ASSIGNMENT: Stopping at the line that holds "pub async fn create(&self, request: &ResultRequest)", repeat the lines below exactly, starting from the very first and including that final line.

[Records from a data source]
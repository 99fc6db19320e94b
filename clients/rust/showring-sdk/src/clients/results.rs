use sr_common::{ResultDto, ResultRequest};

use crate::error::Result;
use crate::http::AuthenticatedClient;

#[derive(Clone)]
pub struct ResultsClient {
    http: AuthenticatedClient,
}

impl ResultsClient {
    pub fn new(http: AuthenticatedClient) -> Self {
        Self { http }
    }

    pub async fn get(&self, id: i64) -> Result<Option<ResultDto>> {
        self.http.get_optional(&format!("api/results/{}", id)).await
    }

    pub async fn get_for_entry(&self, entry_id: i64) -> Result<Option<ResultDto>> {
        self.http
            .get_optional(&format!("api/results/entry/{}", entry_id))
            .await
    }

    pub async fn create(&self, request: &ResultRequest) -> Result<ResultDto> {
        self.http.post_json("api/results", request).await
    }

    pub async fn update(&self, id: i64, request: &ResultRequest) -> Result<ResultDto> {
        self.http.put_json(&format!("api/results/{}", id), request).await
    }

    pub async fn delete(&self, id: i64) -> Result<bool> {
        self.http.delete(&format!("api/results/{}", id)).await
    }
}
//! Entries API
//!
//! REST endpoints for entering horses into classes.

use axum::{
    extract::{Path, Query, State},
    http::StatusCode,
    response::{IntoResponse, Response},
    routing::get,
    Json, Router,
};
use chrono::Utc;
use serde::Deserialize;
use sr_common::{EntryDto, EntryRequest, ResultDto};
use std::sync::Arc;
use utoipa::IntoParams;

use crate::api::common::{created, parse_id};
use crate::api::middleware::Authenticated;
use crate::domain::{Entry, ShowClass, UserModelObject};
use crate::error::PlatformError;
use crate::repository::{EntryRepository, ShowClassRepository, ShowRepository, UserModelObjectRepository};
use crate::service::{checks, AuthContext, Policy};

impl From<Entry> for EntryDto {
    fn from(e: Entry) -> Self {
        Self {
            id: e.id,
            entry_number: e.entry_number,
            submission_date: e.submission_date,
            status: e.status.to_string(),
            user_model_object_id: e.user_model_object_id,
            horse_name: e.horse_name.unwrap_or_default(),
            show_class_id: e.show_class_id,
            result: e.result.map(ResultDto::from),
            created_at: e.created_at,
            updated_at: e.updated_at,
        }
    }
}

/// Query parameters for the entries list; one filter is required
#[derive(Debug, Deserialize, IntoParams)]
#[serde(rename_all = "camelCase")]
#[into_params(parameter_in = Query)]
pub struct EntriesQuery {
    pub show_class_id: Option<String>,
    pub user_model_object_id: Option<String>,
}

/// Entries service state
#[derive(Clone)]
pub struct EntriesState {
    pub entry_repo: Arc<EntryRepository>,
    pub class_repo: Arc<ShowClassRepository>,
    pub show_repo: Arc<ShowRepository>,
    pub horse_repo: Arc<UserModelObjectRepository>,
}

impl EntriesState {
    /// Load the horse and check the caller may enter it.
    async fn owned_horse(&self, ctx: &AuthContext, horse_id: i64) -> Result<UserModelObject, PlatformError> {
        let horse = self
            .horse_repo
            .find_by_id(horse_id)
            .await?
            .ok_or_else(|| PlatformError::validation(format!("Horse {} does not exist", horse_id)))?;
        checks::require_owner_or_admin(ctx, horse.application_user_id.as_deref())?;
        Ok(horse)
    }

    /// Class capacity, the show's entry window and the owner's per-show limit.
    ///
    /// `moving` is the entry being moved or re-horsed; it is left out of both
    /// counts. Admins are not bound by the entry window.
    async fn ensure_can_enter(
        &self,
        ctx: &AuthContext,
        horse: &UserModelObject,
        class_id: i64,
        moving: Option<i64>,
    ) -> Result<ShowClass, PlatformError> {
        let class = self
            .class_repo
            .find_by_id(class_id)
            .await?
            .ok_or_else(|| PlatformError::validation(format!("Class {} does not exist", class_id)))?;

        let current = self.class_repo.count_entries(class.id, moving).await?;
        if !class.has_capacity_for(current) {
            return Err(PlatformError::validation(format!(
                "Class {} is full ({} entries)",
                class.name, current
            )));
        }

        let show = self
            .show_repo
            .find_by_id(class.show_id)
            .await?
            .ok_or_else(|| PlatformError::validation(format!("Show {} does not exist", class.show_id)))?;
        if !ctx.is_admin() && !show.accepts_entries_at(Utc::now()) {
            return Err(PlatformError::validation(format!(
                "Show {} is not accepting entries",
                show.name
            )));
        }

        if let Some(owner) = horse.application_user_id.as_deref() {
            let owned = self
                .entry_repo
                .count_for_owner_in_show(owner, show.id, moving)
                .await?;
            if owned >= i64::from(show.max_entries_per_user) {
                return Err(PlatformError::validation(format!(
                    "At most {} entries per user are allowed in {}",
                    show.max_entries_per_user, show.name
                )));
            }
        }
        Ok(class)
    }
}

/// List entries of a class or of a horse
#[utoipa::path(
    get,
    path = "/api/entries",
    tag = "entries",
    params(EntriesQuery),
    responses(
        (status = 200, description = "Entries with horse names and results", body = Vec<EntryDto>),
        (status = 400, description = "Neither showClassId nor userModelObjectId given")
    ),
    security(("bearer_auth" = []))
)]
pub async fn list_entries(
    State(state): State<EntriesState>,
    _auth: Authenticated,
    Query(query): Query<EntriesQuery>,
) -> Result<Json<Vec<EntryDto>>, PlatformError> {
    let non_blank = |v: Option<String>| v.filter(|s| !s.trim().is_empty());

    let entries = if let Some(class_id) = non_blank(query.show_class_id) {
        match parse_id(&class_id) {
            Some(id) => state.entry_repo.find_by_show_class_id(id).await?,
            None => Vec::new(),
        }
    } else if let Some(horse_id) = non_blank(query.user_model_object_id) {
        match parse_id(&horse_id) {
            Some(id) => state.entry_repo.find_by_user_model_object_id(id).await?,
            None => Vec::new(),
        }
    } else {
        return Err(PlatformError::validation(
            "Either the 'showClassId' or the 'userModelObjectId' parameter is required.",
        ));
    };

    Ok(Json(entries.into_iter().map(EntryDto::from).collect()))
}

/// Get entry by ID
#[utoipa::path(
    get,
    path = "/api/entries/{id}",
    tag = "entries",
    params(
        ("id" = String, Path, description = "Entry ID")
    ),
    responses(
        (status = 200, description = "Entry found", body = EntryDto),
        (status = 404, description = "Entry not found")
    ),
    security(("bearer_auth" = []))
)]
pub async fn get_entry(
    State(state): State<EntriesState>,
    _auth: Authenticated,
    Path(id): Path<String>,
) -> Result<Json<EntryDto>, PlatformError> {
    let entry_id = parse_id(&id).ok_or_else(|| PlatformError::not_found("Entry", &id))?;
    let entry = state
        .entry_repo
        .find_by_id(entry_id)
        .await?
        .ok_or_else(|| PlatformError::not_found("Entry", &id))?;

    Ok(Json(entry.into()))
}

/// Enter a horse into a class
#[utoipa::path(
    post,
    path = "/api/entries",
    tag = "entries",
    request_body = EntryRequest,
    responses(
        (status = 201, description = "Entry created", body = EntryDto),
        (status = 400, description = "Validation error, full class or closed show"),
        (status = 403, description = "Horse belongs to another user")
    ),
    security(("bearer_auth" = []))
)]
pub async fn create_entry(
    State(state): State<EntriesState>,
    auth: Authenticated,
    Json(req): Json<EntryRequest>,
) -> Result<Response, PlatformError> {
    checks::require(&auth.0, Policy::RequireUserRole)?;

    let entry = Entry::from_request(&req)?;
    let horse = state.owned_horse(&auth.0, req.user_model_object_id).await?;
    let class = state.ensure_can_enter(&auth.0, &horse, req.show_class_id, None).await?;

    let id = state
        .entry_repo
        .insert_within_capacity(&entry, class.max_entries)
        .await?
        .ok_or_else(|| PlatformError::validation(format!("Class {} is full", class.name)))?;
    tracing::info!(entry_id = id, class_id = req.show_class_id, horse_id = horse.id, "Entry created");

    let entry = state
        .entry_repo
        .find_by_id(id)
        .await?
        .ok_or_else(|| PlatformError::internal("Created entry could not be reloaded"))?;
    Ok(created(format!("/api/entries/{}", id), EntryDto::from(entry)))
}

/// Update an entry
#[utoipa::path(
    put,
    path = "/api/entries/{id}",
    tag = "entries",
    params(
        ("id" = String, Path, description = "Entry ID")
    ),
    request_body = EntryRequest,
    responses(
        (status = 200, description = "Entry updated", body = EntryDto),
        (status = 400, description = "ID mismatch or validation error"),
        (status = 403, description = "Horse belongs to another user"),
        (status = 404, description = "Entry not found")
    ),
    security(("bearer_auth" = []))
)]
pub async fn update_entry(
    State(state): State<EntriesState>,
    auth: Authenticated,
    Path(id): Path<String>,
    Json(req): Json<EntryRequest>,
) -> Result<Json<EntryDto>, PlatformError> {
    checks::require(&auth.0, Policy::RequireUserRole)?;

    let entry_id = parse_id(&id).ok_or_else(|| PlatformError::not_found("Entry", &id))?;
    if req.id.is_some_and(|body_id| body_id != entry_id) {
        return Err(PlatformError::validation("ID mismatch"));
    }

    let mut entry = state
        .entry_repo
        .find_by_id(entry_id)
        .await?
        .ok_or_else(|| PlatformError::not_found("Entry", &id))?;

    let current_horse = state.owned_horse(&auth.0, entry.user_model_object_id).await?;
    let horse = if req.user_model_object_id != entry.user_model_object_id {
        state.owned_horse(&auth.0, req.user_model_object_id).await?
    } else {
        current_horse
    };

    // moving to another class or horse counts as a new entry there
    if req.show_class_id != entry.show_class_id || horse.id != entry.user_model_object_id {
        state
            .ensure_can_enter(&auth.0, &horse, req.show_class_id, Some(entry.id))
            .await?;
    }

    entry.apply_request(&req)?;
    entry.touch();
    state.entry_repo.update(&entry).await?;

    let entry = state
        .entry_repo
        .find_by_id(entry_id)
        .await?
        .ok_or_else(|| PlatformError::not_found("Entry", &id))?;
    Ok(Json(entry.into()))
}

/// Withdraw an entry
#[utoipa::path(
    delete,
    path = "/api/entries/{id}",
    tag = "entries",
    params(
        ("id" = String, Path, description = "Entry ID")
    ),
    responses(
        (status = 204, description = "Entry deleted"),
        (status = 403, description = "Horse belongs to another user"),
        (status = 404, description = "Entry not found")
    ),
    security(("bearer_auth" = []))
)]
pub async fn delete_entry(
    State(state): State<EntriesState>,
    auth: Authenticated,
    Path(id): Path<String>,
) -> Result<Response, PlatformError> {
    checks::require(&auth.0, Policy::RequireUserRole)?;

    let entry = match parse_id(&id) {
        Some(entry_id) => state.entry_repo.find_by_id(entry_id).await?,
        None => None,
    };
    let entry = entry.ok_or_else(|| PlatformError::not_found("Entry", &id))?;

    if let Some(horse) = state.horse_repo.find_by_id(entry.user_model_object_id).await? {
        checks::require_owner_or_admin(&auth.0, horse.application_user_id.as_deref())?;
    } else {
        checks::require_admin(&auth.0)?;
    }

    if state.entry_repo.soft_delete(entry.id).await? {
        Ok(StatusCode::NO_CONTENT.into_response())
    } else {
        Err(PlatformError::not_found("Entry", &id))
    }
}

/// Create entries router
pub fn entries_router(state: EntriesState) -> Router {
    Router::new()
        .route("/", get(list_entries).post(create_entry))
        .route("/:id", get(get_entry).put(update_entry).delete(delete_entry))
        .with_state(state)
}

SOLVED PROBLEM:
repository 99fc6db19320e94b
filename clients/rust/showring-sdk/src/clients/results.rs
use sr_common::{ResultDto, ResultRequest};

use crate::error::Result;
use crate::http::AuthenticatedClient;

#[derive(Clone)]
pub struct ResultsClient {
    http: AuthenticatedClient,
}

impl ResultsClient {
    pub fn new(http: AuthenticatedClient) -> Self {
        Self { http }
    }

    pub async fn get(&self, id: i64) -> Result<Option<ResultDto>> {
        self.http.get_optional(&format!("api/results/{}", id)).await
    }

    pub async fn get_for_entry(&self, entry_id: i64) -> Result<Option<ResultDto>> {
        self.http
            .get_optional(&format!("api/results/entry/{}", entry_id))
            .await
    }

    pub async fn create(&self, request: &ResultRequest) -> Result<ResultDto> {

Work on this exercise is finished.